Development teams have attempted to address this dilemma of either issuing potentially buggy software faster or slowing down to test sufficiently with test automation. However, there are significant challenges associated with how test automation is traditionally implemented, and automation still requires highly skilled testers who are always in high demand, making them difficult to hire and retain.
Testing organizations face challenges beyond just automating the creation of tests. Maintaining tests is equally challenging as automation scripts can become outdated and fail to test the required functions in the desired ways. Even with enough testers available, analyzing the impact of changes and configuring the test suite is too complicated to be performed manually. However, the problem extends beyond maintaining automated tests as human analysis cannot identify all areas that require testing.

To overcome these challenges, organizations need to move beyond automation and embrace autonomous testing.

AI-Powered Autonomous Testing

Autonomous testing is the solution to the challenges faced by testing organizations as it enables faster decision-making about which scenarios to test based on the impact of a change without relying too much on human involvement.
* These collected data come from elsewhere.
//! # RpcStatus：按“服务身份 + 方法”维度的实时调用统计
//!
//! ## 核心意图（Why）
//! - 为准入控制提供每方法一个的有界信号量，为监控协作方提供活跃数、总数、失败数与耗时；
//! - 以显式的 [`RpcStatusRegistry`] 对象承载进程级统计，由宿主创建后通过 `Arc` 注入各组件，
//!   而不是隐式的全局可变状态。
//!
//! ## 行为契约（What）
//! - [`RpcStatusRegistry::get_status`]：基于 `DashMap` entry API 的 get-or-create，同一键在并发首次访问下
//!   只会创建一个实例；
//! - [`RpcStatusRegistry::begin_call`]：登记调用开始并返回 [`CallGuard`]，守卫在 `Drop` 中恰好一次地完成
//!   结束登记与许可释放；未调用 [`CallGuard::finish`] 就被丢弃的守卫按失败计入；
//! - 每次开始/结束同时更新方法级统计与服务级（方法通配符 `*`）统计。
//!
//! ## 风险提示（Trade-offs）
//! - 计数器之间仅保证最终一致：并发读取时 `total` 与 `failed` 可能来自不同时刻；
//! - 信号量在首次访问时按当时的上限创建，之后不会随配置变化，需要调整上限时请 [`RpcStatusRegistry::reset`]。

use std::{
    sync::{
        Arc, OnceLock,
        atomic::{AtomicU64, Ordering},
    },
    time::{Duration, Instant},
};

use dashmap::DashMap;
use tokio::sync::{OwnedSemaphorePermit, Semaphore};

use crate::{ServiceIdentity, keys::ANY_METHOD};

/// 单个统计维度的实时计数。
#[derive(Debug, Default)]
pub struct RpcStatus {
    active: AtomicU64,
    total: AtomicU64,
    failed: AtomicU64,
    total_elapsed_nanos: AtomicU64,
    failed_elapsed_nanos: AtomicU64,
    max_elapsed_nanos: AtomicU64,
    failed_max_elapsed_nanos: AtomicU64,
    succeeded_max_elapsed_nanos: AtomicU64,
    admission: OnceLock<Admission>,
}

#[derive(Debug)]
struct Admission {
    permits: u32,
    semaphore: Arc<Semaphore>,
}

impl RpcStatus {
    pub fn new() -> Self {
        Self::default()
    }

    /// 当前正在执行的调用数。
    pub fn active(&self) -> u64 {
        self.active.load(Ordering::Acquire)
    }

    pub fn total(&self) -> u64 {
        self.total.load(Ordering::Acquire)
    }

    pub fn failed(&self) -> u64 {
        self.failed.load(Ordering::Acquire)
    }

    pub fn succeeded(&self) -> u64 {
        self.total().saturating_sub(self.failed())
    }

    pub fn total_elapsed(&self) -> Duration {
        nanos(&self.total_elapsed_nanos)
    }

    pub fn failed_elapsed(&self) -> Duration {
        nanos(&self.failed_elapsed_nanos)
    }

    pub fn succeeded_elapsed(&self) -> Duration {
        self.total_elapsed().saturating_sub(self.failed_elapsed())
    }

    pub fn max_elapsed(&self) -> Duration {
        nanos(&self.max_elapsed_nanos)
    }

    pub fn failed_max_elapsed(&self) -> Duration {
        nanos(&self.failed_max_elapsed_nanos)
    }

    pub fn succeeded_max_elapsed(&self) -> Duration {
        nanos(&self.succeeded_max_elapsed_nanos)
    }

    pub fn average_elapsed(&self) -> Duration {
        average(self.total_elapsed(), self.total())
    }

    pub fn failed_average_elapsed(&self) -> Duration {
        average(self.failed_elapsed(), self.failed())
    }

    pub fn succeeded_average_elapsed(&self) -> Duration {
        average(self.succeeded_elapsed(), self.succeeded())
    }

    /// 返回准入信号量；首次调用按 `permits` 创建，之后复用同一实例。
    pub fn semaphore(&self, permits: u32) -> Arc<Semaphore> {
        Arc::clone(&self.admission(permits).semaphore)
    }

    /// 信号量创建时使用的许可数；尚未创建时为 `None`。
    pub fn permits(&self) -> Option<u32> {
        self.admission.get().map(|admission| admission.permits)
    }

    /// 非阻塞地申请一个许可，许可耗尽时返回 `None`。
    pub fn try_acquire(&self, permits: u32) -> Option<OwnedSemaphorePermit> {
        Arc::clone(&self.admission(permits).semaphore)
            .try_acquire_owned()
            .ok()
    }

    fn admission(&self, permits: u32) -> &Admission {
        self.admission.get_or_init(|| Admission {
            permits,
            semaphore: Arc::new(Semaphore::new(permits as usize)),
        })
    }

    fn begin(&self) {
        self.active.fetch_add(1, Ordering::AcqRel);
    }

    fn end(&self, elapsed: Duration, succeeded: bool) {
        let elapsed = u64::try_from(elapsed.as_nanos()).unwrap_or(u64::MAX);

        // 仅由 begin 配对调用，active 不会下溢。
        self.active.fetch_sub(1, Ordering::AcqRel);
        if !succeeded {
            self.failed.fetch_add(1, Ordering::AcqRel);
            self.failed_elapsed_nanos
                .fetch_add(elapsed, Ordering::AcqRel);
            self.failed_max_elapsed_nanos
                .fetch_max(elapsed, Ordering::AcqRel);
        } else {
            self.succeeded_max_elapsed_nanos
                .fetch_max(elapsed, Ordering::AcqRel);
        }
        self.total_elapsed_nanos.fetch_add(elapsed, Ordering::AcqRel);
        self.max_elapsed_nanos.fetch_max(elapsed, Ordering::AcqRel);
        self.total.fetch_add(1, Ordering::AcqRel);
    }
}

fn nanos(counter: &AtomicU64) -> Duration {
    Duration::from_nanos(counter.load(Ordering::Acquire))
}

fn average(elapsed: Duration, count: u64) -> Duration {
    match u32::try_from(count) {
        Ok(0) => Duration::ZERO,
        Ok(count) => elapsed / count,
        Err(_) => Duration::from_nanos(
            u64::try_from(elapsed.as_nanos() / u128::from(count)).unwrap_or(u64::MAX),
        ),
    }
}

/// 方法级统计的注册表键。
#[derive(Clone, Debug, PartialEq, Eq, Hash)]
pub struct StatusKey {
    identity: ServiceIdentity,
    method: Arc<str>,
}

impl StatusKey {
    pub fn new(identity: ServiceIdentity, method: &str) -> Self {
        Self {
            identity,
            method: Arc::from(method),
        }
    }

    pub fn identity(&self) -> &ServiceIdentity {
        &self.identity
    }

    pub fn method(&self) -> &str {
        &self.method
    }
}

/// 统计快照，供监控协作方导出。
#[derive(Clone, Debug, PartialEq, Eq)]
pub struct StatusSnapshot {
    pub identity: ServiceIdentity,
    /// `None` 表示服务级（跨方法）统计。
    pub method: Option<String>,
    pub active: u64,
    pub total: u64,
    pub succeeded: u64,
    pub failed: u64,
    pub total_elapsed: Duration,
    pub max_elapsed: Duration,
}

impl StatusSnapshot {
    fn capture(identity: &ServiceIdentity, method: Option<&str>, status: &RpcStatus) -> Self {
        let total = status.total();
        let failed = status.failed();
        Self {
            identity: identity.clone(),
            method: method.map(str::to_owned),
            active: status.active(),
            total,
            succeeded: total.saturating_sub(failed),
            failed,
            total_elapsed: status.total_elapsed(),
            max_elapsed: status.max_elapsed(),
        }
    }
}

/// 进程级 RpcStatus 仓储。
///
/// # 教案式注释
/// - **意图 (Why)**：封装并发安全存储，避免上层直接操作 `DashMap`；生命周期与宿主一致，
///   正常运行期间不会销毁条目；
/// - **契约 (What)**：以 [`ServiceIdentity`]（不含主机与端口）加方法名为键；方法名 `*` 指向服务级统计；
/// - **风险 (Trade-offs)**：`DashMap` guard 持有期间会阻塞同分片写操作，本类型只在 get-or-create
///   的瞬间持有 guard，并立即克隆出 `Arc` 返回。
#[derive(Debug, Default)]
pub struct RpcStatusRegistry {
    services: DashMap<ServiceIdentity, Arc<RpcStatus>>,
    methods: DashMap<StatusKey, Arc<RpcStatus>>,
}

impl RpcStatusRegistry {
    pub fn new() -> Self {
        Self::default()
    }

    /// 服务级统计（跨全部方法）。
    pub fn get_service_status(&self, identity: &ServiceIdentity) -> Arc<RpcStatus> {
        if let Some(status) = self.services.get(identity) {
            return Arc::clone(status.value());
        }
        let entry = self.services.entry(identity.clone()).or_default();
        Arc::clone(entry.value())
    }

    /// 方法级统计的 get-or-create；`method` 为 `*` 时返回服务级统计。
    pub fn get_status(&self, identity: &ServiceIdentity, method: &str) -> Arc<RpcStatus> {
        if method == ANY_METHOD {
            return self.get_service_status(identity);
        }
        let entry = self
            .methods
            .entry(StatusKey::new(identity.clone(), method))
            .or_default();
        Arc::clone(entry.value())
    }

    /// 登记一次调用开始，同时更新方法级与服务级统计。
    ///
    /// - **输入**：`permit` 为准入阶段获得的许可，守卫结束时随之释放；
    /// - **后置条件**：返回的守卫被丢弃时恰好执行一次结束登记。
    pub fn begin_call(
        &self,
        identity: &ServiceIdentity,
        method: &str,
        permit: Option<OwnedSemaphorePermit>,
    ) -> CallGuard {
        let method = self.get_status(identity, method);
        let service = self.get_service_status(identity);
        CallGuard::start(service, method, permit)
    }

    /// 管理操作：移除某个方法的统计（含其信号量）。
    pub fn reset(&self, identity: &ServiceIdentity, method: &str) -> Option<Arc<RpcStatus>> {
        if method == ANY_METHOD {
            return self.services.remove(identity).map(|(_, status)| status);
        }
        self.methods
            .remove(&StatusKey::new(identity.clone(), method))
            .map(|(_, status)| status)
    }

    /// 管理操作：移除某个服务的全部统计。
    pub fn reset_service(&self, identity: &ServiceIdentity) {
        self.services.remove(identity);
        self.methods.retain(|key, _| key.identity() != identity);
    }

    /// 导出全部统计的快照：先服务级、后方法级，各自按键排序。
    pub fn snapshot(&self) -> Vec<StatusSnapshot> {
        let mut services: Vec<StatusSnapshot> = self
            .services
            .iter()
            .map(|entry| StatusSnapshot::capture(entry.key(), None, entry.value()))
            .collect();
        services.sort_by(|a, b| a.identity.cmp(&b.identity));

        let mut methods: Vec<StatusSnapshot> = self
            .methods
            .iter()
            .map(|entry| {
                StatusSnapshot::capture(
                    entry.key().identity(),
                    Some(entry.key().method()),
                    entry.value(),
                )
            })
            .collect();
        methods.sort_by(|a, b| {
            a.identity
                .cmp(&b.identity)
                .then_with(|| a.method.cmp(&b.method))
        });

        services.extend(methods);
        services
    }
}

/// 一次已准入调用的作用域守卫。
///
/// - **契约 (What)**：创建时已登记开始；`finish` 标记结果并立即结束；直接丢弃（包括 panic 展开、
///   Future 被取消）按失败结束。结束登记先于许可释放执行。
#[derive(Debug)]
#[must_use = "dropping the guard immediately records the call as finished"]
pub struct CallGuard {
    service: Arc<RpcStatus>,
    method: Arc<RpcStatus>,
    started: Instant,
    succeeded: bool,
    permit: Option<OwnedSemaphorePermit>,
}

impl CallGuard {
    fn start(
        service: Arc<RpcStatus>,
        method: Arc<RpcStatus>,
        permit: Option<OwnedSemaphorePermit>,
    ) -> Self {
        method.begin();
        service.begin();
        Self {
            service,
            method,
            started: Instant::now(),
            succeeded: false,
            permit,
        }
    }

    /// 是否持有准入许可。
    pub fn holds_permit(&self) -> bool {
        self.permit.is_some()
    }

    /// 以给定结果结束调用。
    pub fn finish(mut self, succeeded: bool) {
        self.succeeded = succeeded;
    }
}

impl Drop for CallGuard {
    fn drop(&mut self) {
        let elapsed = self.started.elapsed();
        self.method.end(elapsed, self.succeeded);
        self.service.end(elapsed, self.succeeded);
        drop(self.permit.take());
    }
}

#[cfg(test)]
mod tests {
    use std::{sync::Barrier, thread};

    use super::*;

    fn identity() -> ServiceIdentity {
        ServiceIdentity::new("com.acme.Greeter", None, Some("1.0"))
    }

    #[test]
    fn concurrent_first_access_creates_one_instance() {
        let registry = Arc::new(RpcStatusRegistry::new());
        let barrier = Arc::new(Barrier::new(16));

        let handles: Vec<_> = (0..16)
            .map(|_| {
                let registry = Arc::clone(&registry);
                let barrier = Arc::clone(&barrier);
                thread::spawn(move || {
                    barrier.wait();
                    registry.get_status(&identity(), "foo")
                })
            })
            .collect();

        let statuses: Vec<Arc<RpcStatus>> = handles
            .into_iter()
            .map(|h| h.join().expect("线程不应 panic"))
            .collect();
        for status in &statuses {
            assert!(Arc::ptr_eq(status, &statuses[0]), "所有调用方必须拿到同一实例");
        }
    }

    #[test]
    fn guard_records_both_method_and_service_levels() {
        let registry = RpcStatusRegistry::new();
        let id = identity();

        registry.begin_call(&id, "foo", None).finish(true);
        let guard = registry.begin_call(&id, "bar", None);
        assert_eq!(registry.get_status(&id, "bar").active(), 1);
        assert_eq!(registry.get_status(&id, ANY_METHOD).active(), 1);
        guard.finish(false);

        let foo = registry.get_status(&id, "foo");
        let bar = registry.get_status(&id, "bar");
        let service = registry.get_service_status(&id);
        assert_eq!((foo.total(), foo.succeeded(), foo.failed()), (1, 1, 0));
        assert_eq!((bar.total(), bar.succeeded(), bar.failed()), (1, 0, 1));
        assert_eq!((service.total(), service.failed(), service.active()), (2, 1, 0));
        assert!(service.max_elapsed() >= bar.max_elapsed());
    }

    #[test]
    fn dropped_guard_counts_as_failure() {
        let registry = RpcStatusRegistry::new();
        let id = identity();
        {
            let _guard = registry.begin_call(&id, "foo", None);
        }
        let status = registry.get_status(&id, "foo");
        assert_eq!(status.active(), 0);
        assert_eq!(status.failed(), 1);
        assert_eq!(status.total(), 1);
    }

    #[test]
    fn semaphore_is_created_once_and_released_by_guard() {
        let registry = RpcStatusRegistry::new();
        let id = identity();
        let status = registry.get_status(&id, "foo");

        let permit = status.try_acquire(1).expect("首个许可应可获得");
        assert_eq!(status.permits(), Some(1));
        assert!(status.try_acquire(5).is_none(), "许可数在首次创建后固定");
        assert_eq!(status.permits(), Some(1));

        let guard = registry.begin_call(&id, "foo", Some(permit));
        assert!(guard.holds_permit());
        assert!(status.try_acquire(1).is_none());
        guard.finish(true);
        assert!(status.try_acquire(1).is_some(), "守卫结束后许可必须归还");
        assert_eq!(status.semaphore(1).available_permits(), 1);
    }

    #[test]
    fn snapshot_and_reset() {
        let registry = RpcStatusRegistry::new();
        let id = identity();
        registry.begin_call(&id, "foo", None).finish(true);

        let snapshot = registry.snapshot();
        assert_eq!(snapshot.len(), 2);
        assert_eq!(snapshot[0].method, None);
        assert_eq!(snapshot[1].method.as_deref(), Some("foo"));
        assert_eq!(snapshot[1].succeeded, 1);

        let old = registry.reset(&id, "foo").expect("已存在的统计应被移除");
        assert_eq!(old.total(), 1);
        assert_eq!(registry.get_status(&id, "foo").total(), 0);

        registry.reset_service(&id);
        assert!(registry.snapshot().is_empty());
    }

    #[test]
    fn averages_handle_empty_statistics() {
        let status = RpcStatus::new();
        assert_eq!(status.average_elapsed(), Duration::ZERO);
        assert_eq!(status.failed_average_elapsed(), Duration::ZERO);
        assert_eq!(status.succeeded_average_elapsed(), Duration::ZERO);
    }
}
This dramatically increases testing depth and scope while simultaneously speeding up the process.

In contrast, traditional test automation only addresses one stage of the testing process, which is the automated script execution in the DevOps pipeline, as illustrated in Figure 1.
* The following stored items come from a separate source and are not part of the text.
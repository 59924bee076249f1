use std::sync::{
    Arc,
    atomic::{AtomicBool, Ordering},
};

use async_trait::async_trait;

use crate::{Invocation, InvocationResult, RpcError, ServiceDescriptor};

/// 对象层 Invoker 的共享句柄。
pub type BoxInvoker = Arc<dyn Invoker>;

/// `Invoker` 是“执行一次调用的方式”的多态抽象。
///
/// # 设计初衷（Why）
/// - 调用方、传输层与 Filter 链只面向这一组能力编程，不关心终端是进程内分发还是远程传输；
/// - Filter 链中的每一层同样实现本 trait，使“下一阶段”对每个 Filter 而言都只是一个 Invoker。
///
/// # 行为逻辑（How）
/// 1. `is_available` 供启动期检查与路由选择使用，必须是无副作用的快速判断；
/// 2. `invoke` 消费一个 [`Invocation`]，异步产出 [`InvocationResult`] 或 [`RpcError`]；
/// 3. `destroy` 释放终端资源，重复调用必须幂等。
///
/// # 契约说明（What）
/// - **线程安全**：实现必须 `Send + Sync + 'static`，同一实例会被多个任务并发调用；
/// - **所有权**：`invoke` 按值接收调用对象，调用方移交后不再访问；
/// - **错误语义**：已识别的失败使用 [`RpcError`] 的具体变体，外来失败使用 [`RpcError::Foreign`]。
///
/// # 风险与取舍（Trade-offs）
/// - 采用 `async_trait` 换取对象安全，代价是每次调用一次 `Box` 分配；
/// - 若实现持有可变状态，请自行通过原子类型或锁保护。
#[async_trait]
pub trait Invoker: Send + Sync + 'static {
    /// 该 Invoker 服务的描述符。
    fn descriptor(&self) -> &ServiceDescriptor;

    /// 当前是否可以接收调用。
    fn is_available(&self) -> bool;

    /// 执行一次调用。
    async fn invoke(&self, invocation: Invocation) -> Result<InvocationResult, RpcError>;

    /// 销毁 Invoker，释放其持有的资源。
    fn destroy(&self);
}

/// Invoker 实现共用的基础状态：描述符与“已销毁”标记。
///
/// - **契约 (What)**：`destroy` 仅第一次返回 `true`，便于实现者把清理逻辑限定为一次；
///   销毁后 `is_available` 恒为 `false`，`ensure_alive` 返回 [`RpcError::InvokerDestroyed`]。
#[derive(Debug)]
pub struct InvokerState {
    descriptor: ServiceDescriptor,
    destroyed: AtomicBool,
}

impl InvokerState {
    pub fn new(descriptor: ServiceDescriptor) -> Self {
        Self {
            descriptor,
            destroyed: AtomicBool::new(false),
        }
    }

    pub fn descriptor(&self) -> &ServiceDescriptor {
        &self.descriptor
    }

    pub fn is_available(&self) -> bool {
        !self.is_destroyed()
    }

    pub fn is_destroyed(&self) -> bool {
        self.destroyed.load(Ordering::Acquire)
    }

    /// 标记销毁；只有首次调用返回 `true`。
    pub fn destroy(&self) -> bool {
        !self.destroyed.swap(true, Ordering::AcqRel)
    }

    pub fn ensure_alive(&self) -> Result<(), RpcError> {
        if self.is_destroyed() {
            return Err(RpcError::InvokerDestroyed {
                service: self.descriptor.service_key(),
            });
        }
        Ok(())
    }
}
Traditional Testing Process
Automation Beyond the DevOps Pipeline

Autonomous testing has the potential to significantly reduce the need for human involvement throughout the testing process (as shown in Figure 2), unlike traditional test automation, which only impacts script execution in the DevOps pipeline (as shown in Figure 1). By utilizing natural language processing (NLP) and machine learning (ML) technologies, organizations can automate the generation of feature files and autonomous scripts. With the addition of deep learning through a support vector machine (SVM), tests can be auto-configured, and cases can be identified for execution when there are changes to code or requirements. Autonomous testing can also perform failure analysis and take corrective action.

As the AI continues to learn from development behavior, test results, and other data, it becomes smarter and more accurate. For example, post-production logs are rarely used, but AI can analyze them and match them to post-production to identify previously unidentified “white spaces” that are likely to have bugs in the future and therefore require testing.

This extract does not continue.